== Supplied records

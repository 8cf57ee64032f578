use crate::models::BloodType;
use crate::models::BloodType::*;

/// Blood types a recipient of `recipient` can safely receive from
///
/// Standard ABO/Rh red cell compatibility: O- is the universal donor and AB+
/// the universal recipient. Every type is compatible with itself.
pub fn compatible_donors_for(recipient: BloodType) -> &'static [BloodType] {
    match recipient {
        APositive => &[APositive, ANegative, OPositive, ONegative],
        ANegative => &[ANegative, ONegative],
        BPositive => &[BPositive, BNegative, OPositive, ONegative],
        BNegative => &[BNegative, ONegative],
        AbPositive => &[
            APositive, ANegative, BPositive, BNegative,
            AbPositive, AbNegative, OPositive, ONegative,
        ],
        AbNegative => &[ANegative, BNegative, AbNegative, ONegative],
        OPositive => &[OPositive, ONegative],
        ONegative => &[ONegative],
    }
}

/// Blood types that can receive blood from a donor of type `donor`
///
/// Exact inverse of [`compatible_donors_for`].
pub fn can_donate_to(donor: BloodType) -> &'static [BloodType] {
    match donor {
        APositive => &[APositive, AbPositive],
        ANegative => &[APositive, ANegative, AbPositive, AbNegative],
        BPositive => &[BPositive, AbPositive],
        BNegative => &[BPositive, BNegative, AbPositive, AbNegative],
        AbPositive => &[AbPositive],
        AbNegative => &[AbPositive, AbNegative],
        OPositive => &[APositive, BPositive, AbPositive, OPositive],
        ONegative => &[
            APositive, ANegative, BPositive, BNegative,
            AbPositive, AbNegative, OPositive, ONegative,
        ],
    }
}

#[inline]
pub fn is_compatible(donor: BloodType, recipient: BloodType) -> bool {
    compatible_donors_for(recipient).contains(&donor)
}

#[cfg(test)]
mod tests {
    use super::*;

    #[test]
    fn test_self_compatibility() {
        for t in BloodType::ALL {
            assert!(is_compatible(t, t), "{} should accept itself", t);
        }
    }

    #[test]
    fn test_universal_donor_and_recipient() {
        for t in BloodType::ALL {
            assert!(compatible_donors_for(t).contains(&ONegative));
        }
        assert_eq!(compatible_donors_for(AbPositive).len(), 8);
        assert_eq!(can_donate_to(ONegative).len(), 8);
        assert_eq!(can_donate_to(AbPositive), &[AbPositive]);
    }

    #[test]
    fn test_tables_are_inverse() {
        for donor in BloodType::ALL {
            for recipient in BloodType::ALL {
                assert_eq!(
                    can_donate_to(donor).contains(&recipient),
                    compatible_donors_for(recipient).contains(&donor),
                    "mismatch for donor {} -> recipient {}",
                    donor,
                    recipient
                );
            }
        }
    }

    #[test]
    fn test_rh_negative_recipient() {
        assert!(!is_compatible(OPositive, ONegative));
        assert!(!is_compatible(APositive, AbNegative));
        assert!(is_compatible(BNegative, AbNegative));
    }
}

====

* Problem:
After reading the data above, return it verbatim in full.

* Solution for this task:
repository 8cf57ee64032f578
use crate::models::BloodType;
use crate::models::BloodType::*;

/// Blood types a recipient of `recipient` can safely receive from
///
/// Standard ABO/Rh red cell compatibility: O- is the universal donor and AB+
/// the universal recipient. Every type is compatible with itself.
pub fn compatible_donors_for(recipient: BloodType) -> &'static [BloodType] {
    match recipient {
        APositive => &[APositive, ANegative, OPositive, ONegative],
        ANegative => &[ANegative, ONegative],
        BPositive => &[BPositive, BNegative, OPositive, ONegative],
        BNegative => &[BNegative, ONegative],
        AbPositive => &[
            APositive, ANegative, BPositive, BNegative,
            AbPositive, AbNegative, OPositive, ONegative,
        ],
        AbNegative => &[ANegative, BNegative, AbNegative, ONegative],
        OPositive => &[OPositive, ONegative],
        ONegative => &[ONegative],
    }
}

/// Blood types that can receive blood from a donor of type `donor`
///
/// Exact inverse of [`compatible_donors_for`].
pub fn can_donate_to(donor: BloodType) -> &'static [BloodType] {
    match donor {
        APositive => &[APositive, AbPositive],
        ANegative => &[APositive, ANegative, AbPositive, AbNegative],
        BPositive => &[BPositive, AbPositive],
        BNegative => &[BPositive, BNegative, AbPositive, AbNegative],
        AbPositive => &[AbPositive],
        AbNegative => &[AbPositive, AbNegative],
        OPositive => &[APositive, BPositive, AbPositive, OPositive],
        ONegative => &[
            APositive, ANegative, BPositive, BNegative,
            AbPositive, AbNegative, OPositive, ONegative,
        ],
    }
}

#[inline]
pub fn is_compatible(donor: BloodType, recipient: BloodType) -> bool {
    compatible_donors_for(recipient).contains(&donor)
}

#[cfg(test)]
mod tests {
    use super::*;

    #[test]
    fn test_self_compatibility() {
        for t in BloodType::ALL {
            assert!(is_compatible(t, t), "{} should accept itself", t);
        }
    }

    #[test]
    fn test_universal_donor_and_recipient() {
        for t in BloodType::ALL {
            assert!(compatible_donors_for(t).contains(&ONegative));
        }
        assert_eq!(compatible_donors_for(AbPositive).len(), 8);
        assert_eq!(can_donate_to(ONegative).len(), 8);
        assert_eq!(can_donate_to(AbPositive), &[AbPositive]);
    }

    #[test]
    fn test_tables_are_inverse() {
        for donor in BloodType::ALL {
            for recipient in BloodType::ALL {
                assert_eq!(
                    can_donate_to(donor).contains(&recipient),
                    compatible_donors_for(recipient).contains(&donor),
                    "mismatch for donor {} -> recipient {}",
                    donor,
                    recipient
                );
            }
        }
    }

    #[test]
    fn test_rh_negative_recipient() {
        assert!(!is_compatible(OPositive, ONegative));
        assert!(!is_compatible(APositive, AbNegative));
        assert!(is_compatible(BNegative, AbNegative));
    }
}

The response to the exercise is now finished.